Friday 13 August 2010

Stars in my eyes

I am genuinely very excited. Why? Because a beautiful remastered print of 2001: A Space Odyssey is doing the rounds, and my local arthouse cinema is showing it on Sunday evening. Complete with an introduction from a film studies prof who's just written a BFI book on the film!

2001 has been one of my favourite films since I first saw it nearly thirty years ago. To my mind it is still one of so very few films that make space travel look like space travel ought to. Quite apart from the beautiful silence (no engines roar as the Discovery glides across our screens), everything looks graceful and that's how I'd want it to be, even if it wasn't. Add the god-like genius of Kubrick to the mix, with his understated direction, beautiful lighting and aseptic set-design, a timeless classical soundtrack, a story that still has the power to both amaze and bewilder, and one of the all-time great movie characters in HAL and you have all the ingredients for what is still regarded as a masterpiece of the genre, more than four decades after its original cinema release. A masterpiece that I've never seen on the big screen: I've owned the film on laser-disc, VHS and two separate DVDs, but I've never had the 2001 cinematic experience until now... so yes - I'm very excited.

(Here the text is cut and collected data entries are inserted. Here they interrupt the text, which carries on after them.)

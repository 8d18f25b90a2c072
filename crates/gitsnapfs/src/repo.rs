// Copyright (c) Contributors to the SPK project.
// SPDX-License-Identifier: Apache-2.0
// https://github.com/spkenv/spk

//! A narrow adapter over the git object store.
//!
//! Everything the filesystem needs from git flows through the
//! [`Repository`] type: commit, tree and blob lookups plus reference
//! resolution and enumeration. All operations are pure reads.

use std::path::{Path, PathBuf};

use gix::bstr::ByteSlice;

pub use gix::ObjectId;

use crate::{Error, Result};

#[cfg(test)]
#[path = "./repo_test.rs"]
mod repo_test;

/// What a commit lookup yields: the root tree and the committer time.
#[derive(Debug, Clone, Copy, PartialEq, Eq)]
pub struct CommitInfo {
    /// The commit's root tree.
    pub tree: ObjectId,
    /// Committer time in seconds since the unix epoch.
    pub committer_time: i64,
}

/// The file mode recorded for one tree entry.
#[derive(Debug, Clone, Copy, PartialEq, Eq)]
pub enum EntryMode {
    /// `040000`, a subdirectory.
    Tree,
    /// `100644`, a regular file.
    Blob,
    /// `100755`, a regular file with the executable bit.
    BlobExecutable,
    /// `120000`, a symbolic link whose target is the blob content.
    Link,
    /// `160000`, a submodule gitlink.
    Commit,
}

/// One entry of a decoded tree, in git's canonical order.
#[derive(Debug, Clone, PartialEq, Eq)]
pub struct TreeEntry {
    /// The raw entry name.
    pub name: Vec<u8>,
    /// The entry's recorded mode.
    pub mode: EntryMode,
    /// The object the entry points at.
    pub oid: ObjectId,
}

/// The kind of an object in the store.
#[derive(Debug, Clone, Copy, PartialEq, Eq)]
pub enum ObjectKind {
    /// File content.
    Blob,
    /// A directory snapshot.
    Tree,
    /// A commit.
    Commit,
    /// An annotated tag.
    Tag,
}

/// A namespace of enumerable references.
#[derive(Debug, Clone, Copy, PartialEq, Eq)]
pub enum RefNamespace {
    /// `refs/heads/`
    Branches,
    /// `refs/tags/`
    Tags,
}

impl RefNamespace {
    /// The full ref prefix for this namespace.
    pub fn prefix(&self) -> &'static str {
        match self {
            Self::Branches => "refs/heads/",
            Self::Tags => "refs/tags/",
        }
    }
}

/// Shared handle to an opened git repository.
///
/// The underlying store is thread-safe; each operation materializes a
/// cheap thread-local view, so a single instance can be shared across
/// all worker tasks.
#[derive(Debug)]
pub struct Repository {
    inner: gix::ThreadSafeRepository,
    git_dir: PathBuf,
    hash_len: usize,
}

impl Repository {
    /// Open the repository at the given path (a `.git` directory or a
    /// bare repository).
    pub fn open<P: AsRef<Path>>(path: P) -> Result<Self> {
        let path = path.as_ref();
        let repo = gix::ThreadSafeRepository::open(path)
            .map_err(|err| Error::RepositoryOpen(path.to_owned(), Box::new(err)))?;
        let local = repo.to_thread_local();
        let git_dir = local.git_dir().to_owned();
        let hash_len = local.object_hash().len_in_bytes();
        Ok(Self {
            inner: repo,
            git_dir,
            hash_len,
        })
    }

    /// The resolved git directory backing this repository.
    pub fn git_dir(&self) -> &Path {
        &self.git_dir
    }

    /// The size of this repository's object ids, in bytes (20 or 32).
    pub fn hash_len(&self) -> usize {
        self.hash_len
    }

    /// Parse a full lowercase hex object id of exactly the length this
    /// repository's hash family requires.
    pub fn parse_object_id(&self, name: &str) -> Result<ObjectId> {
        if name.len() != self.hash_len * 2
            || !name
                .bytes()
                .all(|b| b.is_ascii_digit() || (b'a'..=b'f').contains(&b))
        {
            return Err(Error::InvalidCommitId(name.to_owned()));
        }
        ObjectId::from_hex(name.as_bytes())
            .map_err(|_| Error::InvalidCommitId(name.to_owned()))
    }

    /// Look up a commit, returning its root tree and committer time.
    pub fn find_commit(&self, oid: ObjectId) -> Result<CommitInfo> {
        let repo = self.inner.to_thread_local();
        let object = repo.find_object(oid).map_err(|_| Error::UnknownObject(oid))?;
        let commit = object
            .try_into_commit()
            .map_err(|_| Error::UnknownObject(oid))?;
        let tree = commit.tree_id().map_err(Error::git)?.detach();
        let committer_time = commit
            .committer()
            .map_err(Error::git)?
            .time
            .seconds;
        Ok(CommitInfo {
            tree,
            committer_time,
        })
    }

    /// Decode a tree into its entry list, in the order git stores it.
    pub fn find_tree(&self, oid: ObjectId) -> Result<Vec<TreeEntry>> {
        let repo = self.inner.to_thread_local();
        let object = repo.find_object(oid).map_err(|_| Error::UnknownObject(oid))?;
        let tree = object
            .try_into_tree()
            .map_err(|_| Error::UnknownObject(oid))?;
        let mut entries = Vec::new();
        for entry in tree.iter() {
            let entry = entry.map_err(Error::git)?;
            let mode = match entry.inner.mode.kind() {
                gix::object::tree::EntryKind::Tree => EntryMode::Tree,
                gix::object::tree::EntryKind::Blob => EntryMode::Blob,
                gix::object::tree::EntryKind::BlobExecutable => EntryMode::BlobExecutable,
                gix::object::tree::EntryKind::Link => EntryMode::Link,
                gix::object::tree::EntryKind::Commit => EntryMode::Commit,
            };
            entries.push(TreeEntry {
                name: entry.inner.filename.as_bytes().to_owned(),
                mode,
                oid: entry.inner.oid.to_owned(),
            });
        }
        Ok(entries)
    }

    /// Read a blob's full content.
    pub fn find_blob(&self, oid: ObjectId) -> Result<Vec<u8>> {
        let repo = self.inner.to_thread_local();
        let object = repo.find_object(oid).map_err(|_| Error::UnknownObject(oid))?;
        let blob = object
            .try_into_blob()
            .map_err(|_| Error::UnknownObject(oid))?;
        Ok(blob.data.clone())
    }

    /// Report a blob's size without decoding its content.
    pub fn blob_size(&self, oid: ObjectId) -> Result<u64> {
        let repo = self.inner.to_thread_local();
        let header = repo
            .find_header(oid)
            .map_err(|_| Error::UnknownObject(oid))?;
        Ok(header.size())
    }

    /// Report the kind of an object without decoding it.
    pub fn object_kind(&self, oid: ObjectId) -> Result<ObjectKind> {
        let repo = self.inner.to_thread_local();
        let header = repo
            .find_header(oid)
            .map_err(|_| Error::UnknownObject(oid))?;
        Ok(match header.kind() {
            gix::object::Kind::Blob => ObjectKind::Blob,
            gix::object::Kind::Tree => ObjectKind::Tree,
            gix::object::Kind::Commit => ObjectKind::Commit,
            gix::object::Kind::Tag => ObjectKind::Tag,
        })
    }

    /// Resolve `HEAD`, `refs/heads/<name>` or `refs/tags/<name>` to the
    /// commit it names.
    ///
    /// Annotated tags are peeled through to their target; tags that do
    /// not ultimately name a commit do not resolve.
    pub fn resolve_ref(&self, refname: &str) -> Result<ObjectId> {
        let repo = self.inner.to_thread_local();
        let oid = if refname == "HEAD" {
            let mut head = repo.head().map_err(Error::git)?;
            head.try_peel_to_id_in_place()
                .map_err(Error::git)?
                .ok_or_else(|| Error::UnknownReference(refname.to_owned()))?
                .detach()
        } else {
            let mut reference = repo
                .find_reference(refname)
                .map_err(|_| Error::UnknownReference(refname.to_owned()))?;
            reference
                .peel_to_id_in_place()
                .map_err(|_| Error::UnknownReference(refname.to_owned()))?
                .detach()
        };
        match self.object_kind(oid)? {
            ObjectKind::Commit => Ok(oid),
            _ => Err(Error::UnknownReference(refname.to_owned())),
        }
    }

    /// List the short names of all refs in a namespace, in byte order.
    pub fn enumerate_refs(&self, namespace: RefNamespace) -> Result<Vec<String>> {
        let repo = self.inner.to_thread_local();
        let platform = repo.references().map_err(Error::git)?;
        let iter = match namespace {
            RefNamespace::Branches => platform.local_branches().map_err(Error::git)?,
            RefNamespace::Tags => platform.tags().map_err(Error::git)?,
        };
        let prefix = namespace.prefix().as_bytes();
        let mut names = Vec::new();
        for reference in iter {
            let reference = reference.map_err(Error::git)?;
            let full = reference.name().as_bstr();
            let short = full.strip_prefix(prefix).unwrap_or(full.as_bytes());
            names.push(String::from_utf8_lossy(short).into_owned());
        }
        names.sort();
        Ok(names)
    }
}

And in a pleasing and entirely serendipitous moment of synchronicity, I went out into the back garden last night to watch the Perseids. My God, it's full of stars...

2 comments:

  1. I expect a full report on your blog about this screening! I'm very jealous; if I could see one classic film on the big screen, it would have to be this one. Is the BFI book worth picking up (considering I've already got two books about 2001)? I've read a few of the BFI Classics series and I've found that some are great (Richard Dyer's take on Seven springs to mind) and others, um, less so (I won't name them).